Il y a eu des abus dans le passé, bien sûr, avec une pêche intensive sur le littoral. La création du Parc national des Calanques a permis de protéger une partie du littoral et de mieux gérer cette activité, notamment par le biais des zones de non-prélèvement. Dans ces zones où la pêche n’est pas autorisée, les poissons vont pouvoir se multiplier et surtout grossir. Parce que le problème, c'est qu’en-dehors de ces zones, énormément de petits poissons sont pêchés avant d’être matures sexuellement et n’ont donc pas le temps de se reproduire.

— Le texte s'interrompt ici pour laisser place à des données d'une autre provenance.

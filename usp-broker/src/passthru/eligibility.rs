/********************************************************************************
 * Copyright (c) 2026 Contributors to the Eclipse Foundation
 *
 * See the NOTICE file(s) distributed with this work for additional
 * information regarding copyright ownership.
 *
 * This program and the accompanying materials are made available under the
 * terms of the Apache License Version 2.0 which is available at
 * https://www.apache.org/licenses/LICENSE-2.0
 *
 * SPDX-License-Identifier: Apache-2.0
 ********************************************************************************/

//! Shared eligibility checks for the passthru fast path (spec.md §4.H
//! numbered preconditions 1-5).

use crate::model::{DataModelStore, GroupId, Operation, PermissionsStore};
use crate::registry::service::ServiceId;
use crate::registry::table::ServiceRegistry;

/// Preconditions 2-3: every referenced node exists, is owned by a single
/// non-`NON_GROUPED` group, and that group's owner is a live Service with a
/// usable controller-direction MTP. Returns the resolved `(ServiceId,
/// GroupId)` pair, or `None` if passthru is not eligible.
pub async fn resolve_single_owner(
    registry: &ServiceRegistry,
    data_model: &dyn DataModelStore,
    paths: &[String],
) -> Option<(ServiceId, GroupId)> {
    if paths.is_empty() {
        return None;
    }

    let mut owner: Option<GroupId> = None;
    for path in paths {
        if !data_model.path_exists(path).await {
            return None;
        }
        let group = data_model.owner_group(path).await?;
        if !group.is_grouped() {
            return None;
        }
        match owner {
            None => owner = Some(group),
            Some(existing) if existing == group => {}
            Some(_) => return None,
        }
    }

    let group = owner?;
    let service = registry.find_by_group(group)?;
    service.controller_mtp.as_ref()?;
    Some((service.id, group))
}

/// Precondition 4: the originator's combined role confers `op` on every path
/// (spec.md §4.H.4: "recursively for Get ... and on each child parameter
/// listed for Set/Add" — recursion itself is the `PermissionsStore`
/// implementation's responsibility, since this crate only sees the flat
/// path it was asked to check).
pub async fn all_paths_permitted(
    permissions: &dyn PermissionsStore,
    originator: &str,
    paths: &[String],
    op: Operation,
) -> bool {
    for path in paths {
        if !permissions.has_permission(originator, path, op).await {
            return false;
        }
    }
    true
}

/// Precondition 5: every child parameter identified for a Set/Add exists in
/// the schema and is a vendor parameter (spec.md §4.H.5), in addition to
/// carrying the operation-specific permission.
pub async fn params_permitted(
    data_model: &dyn DataModelStore,
    permissions: &dyn PermissionsStore,
    originator: &str,
    obj_path: &str,
    param_names: impl Iterator<Item = impl AsRef<str>>,
    op: Operation,
) -> bool {
    for name in param_names {
        let full_path = format!("{}{}", obj_path, name.as_ref());
        if !data_model.is_vendor_param(&full_path).await {
            return false;
        }
        if !permissions.has_permission(originator, &full_path, op).await {
            return false;
        }
    }
    true
}

#[cfg(test)]
mod tests {
    use super::*;
    use crate::mtp::{ComparableMtp, MtpConnection, MtpSendError};
    use crate::wire::UspRecord;
    use async_trait::async_trait;
    use std::collections::HashMap;
    use std::sync::Arc;

    struct NoopMtp;

    #[async_trait]
    impl MtpConnection for NoopMtp {
        async fn send(&self, _record: UspRecord) -> Result<(), MtpSendError> {
            Ok(())
        }
    }

    #[derive(Default)]
    struct FakeStore {
        owners: HashMap<String, GroupId>,
    }

    #[async_trait]
    impl DataModelStore for FakeStore {
        async fn path_exists(&self, path: &str) -> bool {
            self.owners.contains_key(path)
        }
        async fn is_builtin(&self, _path: &str) -> bool {
            false
        }
        async fn owner_group(&self, path: &str) -> Option<GroupId> {
            self.owners.get(path).copied()
        }
        async fn register_provisional_object(&self, _path: &str, _group: GroupId) -> Result<(), String> {
            Ok(())
        }
        async fn register_object(
            &self,
            _path: &str,
            _group: GroupId,
            _access: crate::wire::Access,
            _is_multi_instance: bool,
            _unique_keys: &[&str],
        ) -> Result<(), String> {
            Ok(())
        }
        async fn register_param(&self, _path: &str, _group: GroupId, _access: crate::wire::Access, _value_type: crate::wire::ParamType) -> Result<(), String> {
            Ok(())
        }
        async fn register_event(&self, _path: &str, _group: GroupId, _arg_names: Vec<String>) -> Result<(), String> {
            Ok(())
        }
        async fn register_command(&self, _path: &str, _group: GroupId, _spec: crate::model::CommandSpec) -> Result<(), String> {
            Ok(())
        }
        async fn is_vendor_param(&self, path: &str) -> bool {
            self.owners.contains_key(path)
        }
        async fn deregister_subtree(&self, _path: &str, _group: GroupId) -> Result<(), String> {
            Ok(())
        }
        async fn publish_usp_service_row(&self, _instance: u32, _fields: HashMap<String, String>) {}
        async fn delete_usp_service_row(&self, _instance: u32) {}
        async fn refresh_instance_cache(&self, _path: &str, _instances: Vec<(u32, HashMap<String, String>)>, _expiry_secs: i64) {}
    }

    fn registry_with_one_service() -> (ServiceRegistry, GroupId) {
        let mut registry = ServiceRegistry::new(2);
        let service = registry.add("svc-a").unwrap();
        let group = service.group_id;
        let id = service.id;
        registry.update_mtp(id, crate::registry::table::MtpRole::Controller, ComparableMtp::new(Arc::new(NoopMtp)));
        (registry, group)
    }

    #[tokio::test]
    async fn resolves_owner_when_all_paths_share_one_group() {
        let (registry, group) = registry_with_one_service();
        let mut store = FakeStore::default();
        store.owners.insert("Device.Foo.X".to_string(), group);
        store.owners.insert("Device.Foo.Y".to_string(), group);

        let resolved = resolve_single_owner(&registry, &store, &["Device.Foo.X".to_string(), "Device.Foo.Y".to_string()]).await;
        assert!(resolved.is_some());
    }

    #[tokio::test]
    async fn declines_when_paths_span_two_groups() {
        let (mut registry, group_a) = registry_with_one_service();
        let service_b = registry.add("svc-b").unwrap();
        let group_b = service_b.group_id;
        let id_b = service_b.id;
        registry.update_mtp(id_b, crate::registry::table::MtpRole::Controller, ComparableMtp::new(Arc::new(NoopMtp)));

        let mut store = FakeStore::default();
        store.owners.insert("Device.Foo.X".to_string(), group_a);
        store.owners.insert("Device.Bar.Y".to_string(), group_b);

        let resolved = resolve_single_owner(&registry, &store, &["Device.Foo.X".to_string(), "Device.Bar.Y".to_string()]).await;
        assert!(resolved.is_none());
    }

    #[tokio::test]
    async fn declines_nongrouped_paths() {
        let (registry, _) = registry_with_one_service();
        let mut store = FakeStore::default();
        store.owners.insert("Device.Builtin.X".to_string(), GroupId::NonGrouped);

        let resolved = resolve_single_owner(&registry, &store, &["Device.Builtin.X".to_string()]).await;
        assert!(resolved.is_none());
    }
}
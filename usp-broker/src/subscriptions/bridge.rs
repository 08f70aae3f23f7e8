/********************************************************************************
 * Copyright (c) 2026 Contributors to the Eclipse Foundation
 *
 * See the NOTICE file(s) distributed with this work for additional
 * information regarding copyright ownership.
 *
 * This program and the accompanying materials are made available under the
 * terms of the Apache License Version 2.0 which is available at
 * https://www.apache.org/licenses/LICENSE-2.0
 *
 * SPDX-License-Identifier: Apache-2.0
 ********************************************************************************/

//! SubscriptionBridge: maintains the mapping between Broker subscription
//! rows and Service subscription rows (spec.md §4.F).

use std::time::Duration;

use tracing::{debug, warn};

use crate::error::BrokerError;
use crate::correlator::RequestCorrelator;
use crate::messages::MessageBuilders;
use crate::model::{DataModelStore, GroupId, RequestTable, SubscriptionTable};
use crate::mtp::MtpConnection;
use crate::registry::service::Service;
use crate::registry::table::ServiceRegistry;
use crate::subscriptions::subs_map::unpaired;
use crate::vendor_hooks::{get, subscribe};
use crate::wire::{Notify, NotifyPayload};

const SUBSCRIPTION_BRIDGE_TAG: &str = "SubscriptionBridge:";

const SUBSCRIPTION_TABLE_PATH: &str = "Device.LocalAgent.Subscription.";

/// Syncs on (re)registration (spec.md §4.F `reconcile`). Fetches the whole
/// Service subscription table, discards rows that aren't the Broker's own
/// (no `BROKER` marker), drops stale/disabled rows, pairs the rest, then
/// starts any still-unpaired Broker-side subscription.
pub async fn reconcile(
    registry: &mut ServiceRegistry,
    group: GroupId,
    data_model: &dyn DataModelStore,
    subscription_table: &dyn SubscriptionTable,
    correlator: &RequestCorrelator,
    timeout: Duration,
    notify_type_for_new: &str,
    now_unix_secs: u64,
) -> Result<(), BrokerError> {
    let rows = get::get(registry, group, vec![SUBSCRIPTION_TABLE_PATH.to_string()], None, correlator, timeout).await?;

    for row in &rows.resolved_path_results {
        let id = row.result_params.get("ID").cloned().unwrap_or_default();
        if !id.contains("BROKER") {
            continue;
        }

        let enable = row.result_params.get("Enable").map(|v| v == "true").unwrap_or(false);
        let path = row.result_params.get("ReferenceList").cloned().unwrap_or_default();
        let notify_type = row.result_params.get("NotifType").cloned().unwrap_or_default();

        let owned = registry.find_by_group(group).map(|s| s.owns_path(&path)).unwrap_or(false);
        let service_instance = trailing_instance(&row.resolved_path).unwrap_or(0);

        if !enable || !owned {
            debug!("{} deleting stale subs_map candidate id={} (enable={}, owned={})", SUBSCRIPTION_BRIDGE_TAG, id, enable, owned);
            if let Some(mtp) = registry.find_by_group(group).and_then(|s| s.controller_mtp.as_ref()).map(|m| m.inner().clone()) {
                let request = MessageBuilders::unsubscribe_delete(service_instance);
                if let Err(err) = mtp.send(request).await {
                    warn!("{} failed to delete stale subscription row {}: {}", SUBSCRIPTION_BRIDGE_TAG, id, err);
                }
            }
            continue;
        }
        if !data_model.path_exists(&path).await {
            continue; // a later Register may supply it.
        }

        let candidates = subscription_table.find_enabled_for_path(&notify_type, &path).await;
        let service = match registry.find_by_group_mut(group) {
            Some(s) => s,
            None => continue,
        };
        let unpaired_candidates = unpaired(service, &candidates);

        if let Some(matched) = unpaired_candidates.first() {
            let broker_instance = matched.instance;
            service.subs_map.push(crate::registry::service::SubsMapEntry {
                broker_instance,
                service_instance,
                path: path.clone(),
                subscription_id: id.clone(),
            });
        } else if let Some(mtp) = service.controller_mtp.as_ref().map(|m| m.inner().clone()) {
            debug!("{} no unpaired broker subscription for {}; deleting stale row {}", SUBSCRIPTION_BRIDGE_TAG, path, id);
            let request = MessageBuilders::unsubscribe_delete(service_instance);
            if let Err(err) = mtp.send(request).await {
                warn!("{} failed to delete stale subscription row {}: {}", SUBSCRIPTION_BRIDGE_TAG, id, err);
            }
        }
    }

    start_unpaired_subscriptions(registry, group, subscription_table, correlator, timeout, notify_type_for_new, now_unix_secs).await;
    Ok(())
}

async fn start_unpaired_subscriptions(
    registry: &mut ServiceRegistry,
    group: GroupId,
    subscription_table: &dyn SubscriptionTable,
    correlator: &RequestCorrelator,
    timeout: Duration,
    notify_type: &str,
    now_unix_secs: u64,
) {
    let owned_paths = match registry.find_by_group(group) {
        Some(service) => service.registered_paths.clone(),
        None => return,
    };

    for path in owned_paths {
        let candidates = subscription_table.find_enabled_for_path(notify_type, &path).await;
        let still_unpaired: Vec<u32> = {
            let service = match registry.find_by_group(group) {
                Some(s) => s,
                None => return,
            };
            unpaired(service, &candidates).into_iter().map(|c| c.instance).collect()
        };

        for broker_instance in still_unpaired {
            if let Err(err) = subscribe::subscribe(registry, group, broker_instance, notify_type, &path, now_unix_secs, correlator, timeout).await {
                warn!("{} failed to start subscription {} for {}: {}", SUBSCRIPTION_BRIDGE_TAG, broker_instance, path, err);
            }
        }
    }
}

fn trailing_instance(path: &str) -> Option<u32> {
    path.trim_end_matches('.').rsplit('.').next()?.parse().ok()
}

/// One notification routed to the Controller owning `broker_instance`
/// (spec.md §4.F).
pub struct RoutedNotification {
    pub broker_instance: u32,
    pub payload: NotifyPayload,
}

/// Accepted only if (a) the Service is known (caller already resolved
/// `service`), (b) `send_resp = false`, (c) a `SubsMapEntry` exists for
/// `subscription_id`. `OperationComplete` additionally tears down the
/// matching `ReqMapEntry` and Request-table row (spec.md §4.F).
pub async fn route_notification(
    service: &mut Service,
    notify: &Notify,
    request_table: &dyn RequestTable,
) -> Result<RoutedNotification, BrokerError> {
    if notify.send_resp {
        return Err(BrokerError::RequestDenied("Notify carried send_resp=true".to_string()));
    }

    let entry = service
        .find_sub_map_by_subscription_id(&notify.subscription_id)
        .cloned()
        .ok_or_else(|| BrokerError::RequestDenied(format!("unknown subscription_id {}", notify.subscription_id)))?;

    if let NotifyPayload::OperationComplete { obj_path, command_key, .. } = &notify.payload {
        if let Some(req_entry) = service
            .req_map
            .iter()
            .find(|e| e.path.starts_with(obj_path.as_str()) && &e.command_key == command_key)
            .cloned()
        {
            service.remove_req_map(req_entry.request_instance);
            request_table.remove(req_entry.request_instance).await;
        }
    }

    Ok(RoutedNotification { broker_instance: entry.broker_instance, payload: notify.payload.clone() })
}

#[cfg(test)]
mod tests {
    use super::*;
    use crate::model::GroupId;
    use crate::registry::service::{ServiceId, SubsMapEntry};
    use async_trait::async_trait;
    use std::collections::HashMap;

    struct NoopRequestTable;
    #[async_trait]
    impl RequestTable for NoopRequestTable {
        async fn add(&self, _path: &str, _command_key: &str) -> u32 { 0 }
        async fn mark_active(&self, _instance: u32, _req_obj_path: &str) {}
        async fn complete(&self, _instance: u32, _output_args: HashMap<String, String>) {}
        async fn fail(&self, _instance: u32, _reason: &str) {}
        async fn remove(&self, _instance: u32) {}
        async fn command_key(&self, _instance: u32) -> Option<String> { None }
    }

    #[tokio::test]
    async fn rejects_notify_with_send_resp_true() {
        let mut service = Service::new(ServiceId(0), "svc".into(), GroupId::Group(1));
        let notify = Notify { subscription_id: "1-1-BROKER".to_string(), send_resp: true, payload: NotifyPayload::OnBoardRequest };
        let result = route_notification(&mut service, &notify, &NoopRequestTable).await;
        assert!(matches!(result, Err(BrokerError::RequestDenied(_))));
    }

    #[tokio::test]
    async fn routes_notify_matching_subs_map_entry() {
        let mut service = Service::new(ServiceId(0), "svc".into(), GroupId::Group(1));
        service.subs_map.push(SubsMapEntry {
            broker_instance: 5,
            service_instance: 1,
            path: "Device.Foo.".to_string(),
            subscription_id: "1-1-BROKER".to_string(),
        });
        let notify = Notify {
            subscription_id: "1-1-BROKER".to_string(),
            send_resp: false,
            payload: NotifyPayload::ValueChange { param_path: "Device.Foo.X".to_string(), param_value: "42".to_string() },
        };
        let result = route_notification(&mut service, &notify, &NoopRequestTable).await.unwrap();
        assert_eq!(result.broker_instance, 5);
    }
}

Il y a également des espèces comme le Mérou ou la Daurade qui changent de sexe en fonction de leur taille. Il faut donc leur laisser le temps de grossir pour qu’il y ait reproduction.

Dans les zones de non prélèvement du Parc national, en dix ans, on a vu la biomasse de poissons être multipliée par deux ou trois. C'est considérable. Cette mesure a été très efficace pour les Corbs et les Mérous, deux espèces patrimoniales.

Ça démontre qu’avec un petit effort localisé, on arrive à faire de belles choses. La nature est pleine de ressources. Il faut aussi imaginer les conséquences que ça va avoir sur l'activité de pêche : tous ces gros poissons vont pondre, ils vont quitter les réserves parce qu’ils n’en connaissent pas les frontières évidemment et ils vont enrichir toutes les zones voisines. C'est l'effet réserve.